Koc F., Kaynar Ö., Okumus Z., Dogan E., Yanmaz L. E.

Journal of Animal and Veterinary Advances, cilt.8, ss.1900-1905, 2009 (SCI-Expanded) identifier identifier

  • Yayın Türü: Makale / Tam Makale
  • Cilt numarası: 8
  • Basım Tarihi: 2009
  • Dergi Adı: Journal of Animal and Veterinary Advances
  • Derginin Tarandığı İndeksler: Science Citation Index Expanded (SCI-EXPANDED), Scopus
  • Sayfa Sayıları: ss.1900-1905
  • Atatürk Üniversitesi Adresli: Evet

Özet

The aim of this study was to investigate pharmacokinetics and penetration into the aqueous humor of Long Action Oxytetracycline (OTC-LA) after Intravenous (IV) and Intramuscular (IM) administrations, at a single dose of 20 mg kg(-1) b.wt in rabbits.
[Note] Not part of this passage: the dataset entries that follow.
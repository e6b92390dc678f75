// Storage layer
//
// The connection pool is split in two:
// - ResourcePool: admission control (bounded size, bounded wait, scoped release)
// - ConnectionSource: where connections come from (Postgres via sqlx, or in-memory)
//
// Handlers only ever see ResourcePool and PooledConnection.

pub mod memory;
pub mod pool;
pub mod postgres;

use async_trait::async_trait;
use serde_json::Value;
use std::time::Duration;
use thiserror::Error;

pub use memory::MemorySource;
pub use pool::{PoolError, PoolStatus, PooledConnection, ResourcePool, StartupError};
pub use postgres::PgSource;

/// Errors raised by a connection or its source
#[derive(Debug, Clone, Error)]
pub enum StoreError {
    /// The database rejected or failed the query
    #[error("query failed: {0}")]
    Query(String),

    /// The query did not finish within its bound
    #[error("query timed out after {0:?}")]
    Timeout(Duration),

    /// No connection could be established or handed out
    #[error("database unavailable: {0}")]
    Unavailable(String),
}

/// Source of live database connections.
///
/// Implementations must return a connection to their own pool when the
/// boxed `Connection` is dropped.
#[async_trait]
pub trait ConnectionSource: Send + Sync + 'static {
    /// Check out one connection.
    async fn checkout(&self) -> Result<Box<dyn Connection>, StoreError>;

    /// Close every connection. Waits for checked-out connections to come back.
    async fn close(&self);

    /// Short backend name for logs
    fn name(&self) -> &'static str;
}

/// A checked-out database connection
#[async_trait]
pub trait Connection: Send {
    /// Fetch at most `limit` rows of the users table as JSON objects.
    async fn fetch_users(&mut self, limit: i64) -> Result<Vec<Value>, StoreError>;
}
After administrations of the long action formulation, the plasma oxytetracycline concentrations were evaluated using a two-compartmental open model. The study was designed according to a two-period cross-over and the plasma OTC concentration was measured using the ELISA procedure. The elimination half-lives (t(1/2 beta)) of the OTC-LA after IV and IM administrations were 12.60 +/- 0.92 and 38.67 +/- 4.40 h, respectively. After IV administration, the volume of distribution (V(dss)) and total body Clearance (Cl(tot)) values of the drug were 3.42 +/- 0.21 L kg(-1) and 0.19 +/- 0.01 L/h/kg, respectively. The maximum concentration of the drug (C(max)) in the plasma (4.23 +/- 0.43 mu g mL(-1)) was achieved at 2.0 h (t(max)) after IM administration. The Minimum therapeutic plasma Concentration (MIC) of the drug at the amount >= 0.5 mu g mL(-1) was maintained until 48 h after IV and IM administrations. The intramuscular bioavailability of the drug was 0.79 +/- 0.10%. After IV and IM administrations of OTC-LA formulation, the maximum concentrations of the drug in the aqueous humor were 0.1 and 0.068 mu g mL(-1), respectively. However, the concentrations of the drug in the aqueous humor were below the MIC value (0.5 mu g mL(-1)) during 12-72 and 4-48 h for IM and IV administrations, respectively.